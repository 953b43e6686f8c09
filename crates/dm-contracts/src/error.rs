//! Error types shared by the session, the prompt composer and the generation client.

use thiserror::Error;

use crate::catalog::Axis;
use crate::session::MessageId;

/// Composition refused before any request is made.
#[derive(Error, Debug, Clone, PartialEq, Eq)]
pub enum ComposeError {
    /// Every required axis that is unset, collected in one pass, in catalog order.
    #[error("Please select values for: {}", join_labels(.0))]
    MissingParameter(Vec<Axis>),
}

impl ComposeError {
    pub fn missing_labels(&self) -> Vec<&'static str> {
        match self {
            ComposeError::MissingParameter(axes) => axes.iter().map(|axis| axis.label()).collect(),
        }
    }
}

/// Violations of the session's submission contract.
#[derive(Error, Debug, Clone, PartialEq, Eq)]
pub enum SessionError {
    /// A submission was requested while another is in flight. The view is expected to
    /// disable its submit control, so this indicates a caller bug.
    #[error("a submission is already in flight")]
    AlreadySubmitting,

    #[error("message {0} is not in this session")]
    UnknownMessage(MessageId),

    #[error("message {0} is not an assistant message")]
    NotAssistantMessage(MessageId),

    #[error("image generation already in flight for message {0}")]
    ImageAlreadyPending(MessageId),
}

/// Failure of a call to the generation backend.
#[derive(Error, Debug, Clone, PartialEq, Eq)]
pub enum GenerationError {
    /// Transport failure, non-success status or an unparseable response.
    #[error("generation request failed: {0}")]
    RequestFailed(String),

    /// Success status, but the expected field is absent.
    #[error("generation response missing `{0}`")]
    MissingPayload(String),
}

impl GenerationError {
    pub fn request_failed(message: impl Into<String>) -> Self {
        Self::RequestFailed(message.into())
    }

    pub fn missing_payload(field: impl Into<String>) -> Self {
        Self::MissingPayload(field.into())
    }

    /// Both variants read the same to the user.
    pub fn user_notice(&self) -> &'static str {
        "Failed to generate response. Please try again."
    }
}

fn join_labels(axes: &[Axis]) -> String {
    axes.iter()
        .map(|axis| axis.label())
        .collect::<Vec<_>>()
        .join(", ")
}

#[cfg(test)]
mod tests {
    use super::*;

    #[test]
    fn missing_parameter_message_lists_every_field() {
        let err = ComposeError::MissingParameter(vec![Axis::Choice, Axis::TextStyle]);
        assert_eq!(err.to_string(), "Please select values for: Choice, Text Style");
        assert_eq!(err.missing_labels(), vec!["Choice", "Text Style"]);
    }

    #[test]
    fn generation_errors_share_one_notice() {
        let failed = GenerationError::request_failed("connection refused");
        let missing = GenerationError::missing_payload("response");
        assert_eq!(failed.user_notice(), missing.user_notice());
        assert_eq!(missing.to_string(), "generation response missing `response`");
    }
}
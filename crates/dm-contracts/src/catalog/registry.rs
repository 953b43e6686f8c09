use indexmap::IndexMap;

use super::axis::Axis;

#[derive(Debug, Clone, PartialEq, Eq)]
pub struct CatalogOption {
    pub value: String,
    pub label: String,
    pub description: String,
}

/// Immutable per-axis option lists, identical for every session.
#[derive(Debug, Clone)]
pub struct OptionCatalog {
    axes: IndexMap<Axis, Vec<CatalogOption>>,
}

impl Default for OptionCatalog {
    fn default() -> Self {
        Self::new(None)
    }
}

impl OptionCatalog {
    pub fn new(axes: Option<IndexMap<Axis, Vec<CatalogOption>>>) -> Self {
        Self {
            axes: axes.unwrap_or_else(default_options),
        }
    }

    pub fn options(&self, axis: Axis) -> &[CatalogOption] {
        self.axes
            .get(&axis)
            .map(Vec::as_slice)
            .unwrap_or_default()
    }

    pub fn get(&self, axis: Axis, value: &str) -> Option<&CatalogOption> {
        self.options(axis)
            .iter()
            .find(|option| option.value == value)
    }

    pub fn contains(&self, axis: Axis, value: &str) -> bool {
        self.get(axis, value).is_some()
    }

    /// Tooltip text for the currently selected value of `axis`.
    pub fn describe(&self, axis: Axis, value: Option<&str>) -> String {
        value
            .and_then(|value| self.get(axis, value))
            .map(|option| option.description.clone())
            .unwrap_or_else(|| placeholder_description(axis))
    }

    /// Maps user input onto a canonical option value, matching value or label
    /// without regard to ASCII case.
    pub fn resolve(&self, axis: Axis, input: &str) -> Option<&str> {
        let needle = input.trim();
        if needle.is_empty() {
            return None;
        }
        self.options(axis)
            .iter()
            .find(|option| {
                option.value.eq_ignore_ascii_case(needle)
                    || option.label.eq_ignore_ascii_case(needle)
            })
            .map(|option| option.value.as_str())
    }
}

pub fn placeholder_description(axis: Axis) -> String {
    format!("Select a {}", axis.label().to_ascii_lowercase())
}

fn default_options() -> IndexMap<Axis, Vec<CatalogOption>> {
    let mut map = IndexMap::new();

    let mut insert = |axis: Axis, rows: &[(&str, &str)]| {
        map.insert(
            axis,
            rows.iter()
                .map(|(value, description)| CatalogOption {
                    value: (*value).to_string(),
                    label: (*value).to_string(),
                    description: (*description).to_string(),
                })
                .collect(),
        );
    };

    insert(
        Axis::Choice,
        &[
            ("NPC", "Generate a detailed non-player character"),
            ("Village", "Create a small settlement with its inhabitants"),
            ("Town", "Design a larger settlement with various districts"),
            ("Lore", "Generate world-building lore and history"),
            ("Quest", "Create an adventure quest with objectives"),
            ("Dungeon", "Design a dungeon layout with encounters"),
            ("Shop", "Generate a merchant establishment"),
            ("Tavern", "Create a social gathering place"),
        ],
    );
    insert(
        Axis::Biome,
        &[
            ("Forest", "Wooded area with various trees"),
            ("Desert", "Arid, sandy environment"),
            ("Mountain", "Rocky, elevated terrain"),
            ("Swamp", "Wet, marshy area"),
            ("Tundra", "Cold, frozen landscape"),
            ("Jungle", "Dense, tropical vegetation"),
            ("Plains", "Open, grassy area"),
        ],
    );
    insert(
        Axis::Features,
        &[
            ("Ancient", "Historical or aged elements"),
            ("Magical", "Supernatural or enchanted aspects"),
            ("Dangerous", "Hazardous or threatening elements"),
            ("Peaceful", "Calm, tranquil atmosphere"),
            ("Secret", "Hidden or concealed elements"),
            ("Sacred", "Religious or holy aspects"),
        ],
    );
    insert(
        Axis::Constriction,
        &[
            ("No Wind", "Environment without wind effects"),
            ("No Sand", "Location without sand or desert elements"),
            ("No People", "Area devoid of humanoid presence"),
            ("No Water", "Setting without water sources"),
            ("No Magic", "Non-magical environment"),
            ("No Light", "Dark or dimly lit area"),
            ("No Sound", "Silent or soundless environment"),
        ],
    );
    insert(
        Axis::TextStyle,
        &[
            ("Descriptive", "Detailed, vivid descriptions"),
            ("Concise", "Brief, to-the-point writing"),
            ("Poetic", "Flowery, lyrical language"),
            ("Technical", "Precise, mechanical details"),
            ("Mysterious", "Enigmatic, cryptic tone"),
            ("Humorous", "Light-hearted, funny style"),
        ],
    );

    map
}
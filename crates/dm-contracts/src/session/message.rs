use std::fmt;

use chrono::{DateTime, SecondsFormat, Utc};
use serde::Serialize;
use uuid::Uuid;

#[derive(Debug, Clone, Copy, PartialEq, Eq, PartialOrd, Ord, Hash)]
pub struct MessageId(Uuid);

impl MessageId {
    pub fn new() -> Self {
        Self(Uuid::new_v4())
    }

    pub fn as_uuid(&self) -> &Uuid {
        &self.0
    }
}

impl Default for MessageId {
    fn default() -> Self {
        Self::new()
    }
}

impl fmt::Display for MessageId {
    fn fmt(&self, f: &mut fmt::Formatter<'_>) -> fmt::Result {
        self.0.fmt(f)
    }
}

#[derive(Debug, Clone, Copy, PartialEq, Eq, Serialize)]
#[serde(rename_all = "lowercase")]
pub enum Sender {
    User,
    Assistant,
}

impl Sender {
    pub fn as_str(self) -> &'static str {
        match self {
            Sender::User => "user",
            Sender::Assistant => "assistant",
        }
    }
}

/// Decoded image returned by the image-generation endpoint.
#[derive(Debug, Clone, PartialEq, Eq)]
pub struct ImageAttachment {
    pub bytes: Vec<u8>,
    pub mime_type: String,
    pub width: u32,
    pub height: u32,
}

#[derive(Debug, Clone, PartialEq)]
pub struct ChatMessage {
    pub id: MessageId,
    pub text: String,
    pub sender: Sender,
    pub timestamp: DateTime<Utc>,
    pub image: Option<ImageAttachment>,
}

impl ChatMessage {
    pub fn new(sender: Sender, text: impl Into<String>) -> Self {
        Self {
            id: MessageId::new(),
            text: text.into(),
            sender,
            timestamp: Utc::now(),
            image: None,
        }
    }

    pub fn user(text: impl Into<String>) -> Self {
        Self::new(Sender::User, text)
    }

    pub fn assistant(text: impl Into<String>) -> Self {
        Self::new(Sender::Assistant, text)
    }

    pub fn with_image(mut self, image: ImageAttachment) -> Self {
        self.image = Some(image);
        self
    }

    pub fn is_assistant(&self) -> bool {
        self.sender == Sender::Assistant
    }

    pub fn timestamp_iso(&self) -> String {
        self.timestamp.to_rfc3339_opts(SecondsFormat::Micros, false)
    }
}

#[cfg(test)]
mod tests {
    use super::*;

    #[test]
    fn ids_are_unique() {
        let first = ChatMessage::user("a");
        let second = ChatMessage::user("a");
        assert_ne!(first.id, second.id);
    }

    #[test]
    fn image_messages_are_assistant_messages() {
        let message = ChatMessage::assistant("Generated image based on: a shop").with_image(
            ImageAttachment {
                bytes: vec![1, 2, 3],
                mime_type: "image/png".to_string(),
                width: 512,
                height: 768,
            },
        );
        assert!(message.is_assistant());
        assert_eq!(message.image.as_ref().map(|image| image.width), Some(512));
        assert_eq!(
            serde_json::to_value(message.sender).unwrap(),
            serde_json::json!("assistant")
        );
    }
}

### Exercise description:
When you repeat the lines, start with the first line of the material and end with the line that contains "pub enum ComposeError", keeping both and reproducing each exactly, with nothing added.

### The answer:
repository 953b43e6686f8c09
filename crates/dm-contracts/src/error.rs
//! Error types shared by the session, the prompt composer and the generation client.

use thiserror::Error;

use crate::catalog::Axis;
use crate::session::MessageId;

/// Composition refused before any request is made.
#[derive(Error, Debug, Clone, PartialEq, Eq)]
pub enum ComposeError {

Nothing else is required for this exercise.